Court deals blow to dredge owners
“Manson’s vessels were engaged in a dredging project, not in the transportation of goods for hire.” First District Court of Appeal
Shippers in California waters are exempt from property taxes on their boats if they’re carrying freight or passengers. But sludge isn’t freight, a state appeals court says, so a construction company will have to pay taxes to Contra Costa County on its barges, tugs and scows.
Manson Construction Co. was hired by the Army Corps of Engineers in 2013 to dredge Oakland’s harbor and make it deeper for larger ships. The vessels, based in Contra Costa County, carried the sludge and other dredged material to disposal sites and dumped it.
Claiming a tax exemption for 10 boats in 2013 and six in 2014, a company representative said they were carrying freight because “so long as someone is hiring you to move it, it’s considered freight.” County assessors disagreed and were upheld Monday by the First District Court of Appeal in San Francisco.
Carrying sludge was just a “byproduct” of “the dredging work the vessels were hired to perform,” Justice Ioana Petrou said in the 30 ruling, which affirmed a Superior Court judge’s decision against the company. “Manson’s vessels were engaged in a dredging project, not in the transportation of goods for hire.”

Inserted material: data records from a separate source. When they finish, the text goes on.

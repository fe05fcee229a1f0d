//! Label parser combining line-based extraction with recognition fallbacks.

use std::time::Instant;

use image::{DynamicImage, GenericImageView};
use tracing::{debug, info};

use crate::error::Result;
use crate::models::config::{ExtractionConfig, OcrConfig, RollscanConfig};
use crate::models::label::{FieldSource, PageResult};
use crate::ocr::{group_lines, LineFilter, Recognizer, TextLine};

use super::rules::{clean_customer_text, find_customer_below, find_roll, find_roll_candidate};

/// Extracts the roll number and customer from one label page.
///
/// Each page goes through up to four recognition passes, strictly in order:
///
/// 1. a structured pass whose tokens are grouped into lines;
/// 2. a whitelisted re-read of the roll line, cropped with a margin;
/// 3. a whitelisted whole-page read when no line held a roll;
/// 4. an unrestricted whole-page read when a field is still missing.
///
/// Later passes only fill fields that are still empty, with one exception:
/// a successful re-read of the roll line replaces the line's own reading.
pub struct LabelParser<R> {
    recognizer: R,
    ocr: OcrConfig,
    extraction: ExtractionConfig,
}

impl<R: Recognizer> LabelParser<R> {
    /// Create a parser with default settings.
    pub fn new(recognizer: R) -> Self {
        Self {
            recognizer,
            ocr: OcrConfig::default(),
            extraction: ExtractionConfig::default(),
        }
    }

    /// Create a parser from a full configuration.
    pub fn from_config(recognizer: R, config: &RollscanConfig) -> Self {
        Self {
            recognizer,
            ocr: config.ocr.clone(),
            extraction: config.extraction.clone(),
        }
    }

    /// Set the minimum line height as a fraction of the page height.
    pub fn with_min_height_ratio(mut self, ratio: f32) -> Self {
        self.extraction.min_height_ratio = ratio;
        self
    }

    /// Enable or disable the roll line re-read.
    pub fn with_refinement(mut self, enabled: bool) -> Self {
        self.extraction.refine_roll = enabled;
        self
    }

    /// Enable or disable the whole-page plain-text fallback.
    pub fn with_text_fallback(mut self, enabled: bool) -> Self {
        self.extraction.text_fallback = enabled;
        self
    }

    /// Set how many lines after the roll the plain-text fallback searches.
    pub fn with_fallback_window(mut self, window: usize) -> Self {
        self.extraction.fallback_window = window;
        self
    }

    /// Run the structured pass and group its tokens into ordered lines.
    pub fn read_lines(&self, image: &DynamicImage) -> Result<Vec<TextLine>> {
        let tokens = self
            .recognizer
            .recognize_tokens(image, self.ocr.layout_psm, None)?;
        Ok(group_lines(
            &tokens,
            image.height(),
            &LineFilter::from(&self.extraction),
        ))
    }

    /// Parse a page image.
    pub fn parse_image(&self, image: &DynamicImage) -> Result<PageResult> {
        let start = Instant::now();
        let lines = self.read_lines(image)?;
        let result = self.parse_lines(&lines, Some(image))?;
        info!(
            "Parsed label: roll={:?} customer={:?} in {:?}",
            result.roll,
            result.customer,
            start.elapsed()
        );
        Ok(result)
    }

    /// Parse already grouped lines.
    ///
    /// Without an image only the line-based rules run.
    pub fn parse_lines(&self, lines: &[TextLine], image: Option<&DynamicImage>) -> Result<PageResult> {
        let mut result = PageResult::default();

        let roll_line = lines
            .iter()
            .find_map(|line| find_roll(&line.text).map(|roll| (line, roll)));

        if let Some((line, roll)) = &roll_line {
            debug!("Roll {} on line {:?} at y={}", roll, line.text, line.top());
            result.set_roll(roll.clone(), FieldSource::Line);
            if let Some(image) = image.filter(|_| self.extraction.refine_roll) {
                if let Some(refined) = self.refine_roll(image, line)? {
                    result.set_roll(refined, FieldSource::Refined);
                }
            }
        } else if let Some(image) = image {
            let text = self.recognizer.recognize_text(
                image,
                self.ocr.page_psm,
                Some(self.ocr.whitelist.as_str()),
            )?;
            if let Some(roll) = find_roll(&text) {
                debug!("Roll {} from whitelisted page scan", roll);
                result.set_roll(roll, FieldSource::PageScan);
            }
        } else {
            debug!("No roll line among {} lines", lines.len());
        }

        if let Some((line, _)) = roll_line {
            if let Some(customer) = find_customer_below(lines, line) {
                result.set_customer(customer, FieldSource::Line);
            }
        }

        if !result.is_complete() && self.extraction.text_fallback {
            if let Some(image) = image {
                self.fill_from_text(image, &mut result)?;
            }
        }

        Ok(result)
    }

    /// Re-read the roll line from a larger, whitelisted crop.
    fn refine_roll(&self, image: &DynamicImage, line: &TextLine) -> Result<Option<String>> {
        let region = line
            .bbox
            .expand_within(self.ocr.refine_margin, image.dimensions());
        if region.width == 0 || region.height == 0 {
            return Ok(None);
        }

        let crop = image.crop_imm(region.left, region.top, region.width, region.height);
        let text = self.recognizer.recognize_text(
            &crop,
            self.ocr.refine_psm,
            Some(self.ocr.whitelist.as_str()),
        )?;
        let refined = find_roll_candidate(&text);
        debug!("Refined roll read {:?} -> {:?}", text.trim(), refined);
        Ok(refined)
    }

    fn fill_from_text(&self, image: &DynamicImage, result: &mut PageResult) -> Result<()> {
        let text = self
            .recognizer
            .recognize_text(image, self.ocr.page_psm, None)?;
        let lines: Vec<&str> = text
            .lines()
            .map(str::trim)
            .filter(|line| !line.is_empty())
            .collect();

        let (roll, customer) = parse_text_lines(&lines, self.extraction.fallback_window);
        debug!("Text fallback over {} lines: roll={:?} customer={:?}", lines.len(), roll, customer);

        if let Some(roll) = roll.filter(|_| result.roll.is_none()) {
            result.set_roll(roll, FieldSource::TextFallback);
        }
        if let Some(customer) = customer.filter(|_| result.customer.is_none()) {
            result.set_customer(customer, FieldSource::TextFallback);
        }
        Ok(())
    }
}

/// Parse roll and customer from plain text lines.
///
/// The roll is the first roll-shaped run in any line; the customer is the
/// first of the next `window` lines that cleans to a non-empty name.
pub fn parse_text_lines(lines: &[&str], window: usize) -> (Option<String>, Option<String>) {
    let Some((idx, roll)) = lines
        .iter()
        .enumerate()
        .find_map(|(idx, line)| find_roll_candidate(line).map(|roll| (idx, roll)))
    else {
        return (None, None);
    };

    let customer = lines
        .iter()
        .skip(idx + 1)
        .take(window)
        .map(|line| clean_customer_text(line))
        .find(|name| !name.is_empty());

    (Some(roll), customer)
}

The property tax exemption for freight and passenger vessels of more than 50 tons was approved by the voters in 1914 as a state constitutional amendment designed to help the shipping industry and encourage companies to locate their home ports in California, Petrou said.
She said the state Supreme Court applied the exemption in 1958 to include barges and tugs hired by oil companies to ship their products within the state. The courts have also granted exemptions to owners of sportfishing boats that took customers out for fishing or sightseeing, ruling that they were carrying passengers.
But Manson was hired to deepen the harbor, not to transport materials, the court said, and “the dredged waste was not ‘ goods’ like the petroleum products.”
Ronald Gangloff, a lawyer for Manson, said the company was disappointed by the ruling, but it was “not very farreaching” and a further appeal is unlikely.